Dengan menggunakan formula yang sama ketika diterapkan untuk scenario kenaikan BBM sebesar Rp 2.000/ltr dan Rp 3.000/ltr, simulasi yang dilakukan justeru mencatat kenaikan harga BBM bukan dimaksudkan untuk mengurangi subsidi tetapi mencabutnya sama sekali. Pada formula Pepres kenaikan harga sebesar Rp 2.000/ltr akan membuat Pertamina memperoleh keuntungan sebesar Rp 250/ltr atau Rp 11,5 triliun, sedangkan pada skenario kenaikan Rp 3.000/ltr, keuntungan yang diperoleh pertamina Rp 1.250/ltr atau sekitar Rp 57,5 triliun, bahkan bila dihitungan dengan seksama keutungan yang diperoleh perusahaan plat merah tersebut, kemungkinan melampaui angka-angka yang disebutkan, karena seperti diketahui didalam Alpha telah termasuk komponen margin (keuntungan).

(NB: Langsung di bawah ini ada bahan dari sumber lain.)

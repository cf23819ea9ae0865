use crate::spec::{Field, Queryable, SoftDeletable, Specification};
use crate::types::{ActivityId, OccurrenceId};
use crate::value::{Value, ValueKind};
use chrono::{DateTime, Utc};
use serde::{Deserialize, Serialize};
use std::fmt;

/// A scheduled date/time instance of an activity; the unit capacity is tracked against.
///
/// Used capacity is not stored here. It lives in the ledger as a
/// [`CapacityEntry`] and only changes through admit/release.
#[derive(Debug, Clone, PartialEq, Eq, Serialize, Deserialize)]
pub struct Occurrence {
    pub id: OccurrenceId,
    pub activity_id: ActivityId,
    pub starts_at: DateTime<Utc>,
    pub maximum_capacity: u32,
    /// Proposed but not yet approved; nothing is admitted while set.
    #[serde(default)]
    pub pending: bool,
    pub created_at: DateTime<Utc>,
    #[serde(default)]
    pub deleted_at: Option<DateTime<Utc>>,
}

impl Occurrence {
    pub fn new(
        activity_id: ActivityId,
        starts_at: DateTime<Utc>,
        maximum_capacity: u32,
        created_at: DateTime<Utc>,
    ) -> Self {
        Self {
            id: OccurrenceId::generate(),
            activity_id,
            starts_at,
            maximum_capacity,
            pending: false,
            created_at,
            deleted_at: None,
        }
    }

    /// Whether the occurrence takes part in capacity accounting.
    pub fn is_bookable(&self) -> bool {
        !self.pending && self.deleted_at.is_none()
    }
}

/// Ledger record holding the admitted capacity of one occurrence.
#[derive(Debug, Clone, PartialEq, Eq, Serialize, Deserialize)]
pub struct CapacityEntry {
    pub occurrence_id: OccurrenceId,
    pub used_capacity: u32,
    pub updated_at: DateTime<Utc>,
}

impl CapacityEntry {
    pub fn empty(occurrence_id: OccurrenceId) -> Self {
        Self {
            occurrence_id,
            used_capacity: 0,
            updated_at: Utc::now(),
        }
    }
}

#[derive(Debug, Clone, Copy, PartialEq, Eq)]
pub enum OccurrenceField {
    Id,
    ActivityId,
    StartsAt,
    Pending,
    CreatedAt,
    DeletedAt,
}

impl fmt::Display for OccurrenceField {
    fn fmt(&self, f: &mut fmt::Formatter<'_>) -> fmt::Result {
        match self {
            OccurrenceField::Id => write!(f, "id"),
            OccurrenceField::ActivityId => write!(f, "activity_id"),
            OccurrenceField::StartsAt => write!(f, "starts_at"),
            OccurrenceField::Pending => write!(f, "pending"),
            OccurrenceField::CreatedAt => write!(f, "created_at"),
            OccurrenceField::DeletedAt => write!(f, "deleted_at"),
        }
    }
}

impl Field for OccurrenceField {
    fn kind(self) -> ValueKind {
        match self {
            OccurrenceField::Id | OccurrenceField::ActivityId => ValueKind::Text,
            OccurrenceField::Pending => ValueKind::Bool,
            OccurrenceField::StartsAt
            | OccurrenceField::CreatedAt
            | OccurrenceField::DeletedAt => ValueKind::Timestamp,
        }
    }

    fn nullable(self) -> bool {
        self == OccurrenceField::DeletedAt
    }
}

impl Queryable for Occurrence {
    type Field = OccurrenceField;

    fn value(&self, field: OccurrenceField) -> Value {
        match field {
            OccurrenceField::Id => (&self.id).into(),
            OccurrenceField::ActivityId => (&self.activity_id).into(),
            OccurrenceField::StartsAt => self.starts_at.into(),
            OccurrenceField::Pending => self.pending.into(),
            OccurrenceField::CreatedAt => self.created_at.into(),
            OccurrenceField::DeletedAt => self.deleted_at.into(),
        }
    }
}

impl SoftDeletable for Occurrence {
    const DELETED_AT: OccurrenceField = OccurrenceField::DeletedAt;

    fn deleted_at(&self) -> Option<DateTime<Utc>> {
        self.deleted_at
    }

    fn mark_deleted(&mut self, at: DateTime<Utc>) {
        self.deleted_at = Some(at);
    }
}

pub fn for_activity(activity_id: &ActivityId) -> Specification<Occurrence> {
    Specification::field_eq(OccurrenceField::ActivityId, activity_id)
}

pub fn starts_before(cutoff: DateTime<Utc>) -> Specification<Occurrence> {
    Specification::field_before(OccurrenceField::StartsAt, cutoff).named("started")
}

/// Approved occurrences, i.e. those counted in public capacity accounting.
pub fn approved() -> Specification<Occurrence> {
    Specification::field_eq(OccurrenceField::Pending, false).named("approved")
}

Sementara pada penerapan simulasi dengan menggunakan formula yang biasa digunakan Kemneterian ESDM, kenaikan Rp 2.000/ltr masih membebankan subsidi pada APBN sebesar Rp 534/ltr atau Rp 24,5 triliun, namun pada kenaikan Rp 3.000/ltr, perusahaan yang sahamnya dimiliki 100% oleh pemerintah tersebut memperoleh keuntungan sebesar Rp 466/ltr atau Rp 21,4 triliun.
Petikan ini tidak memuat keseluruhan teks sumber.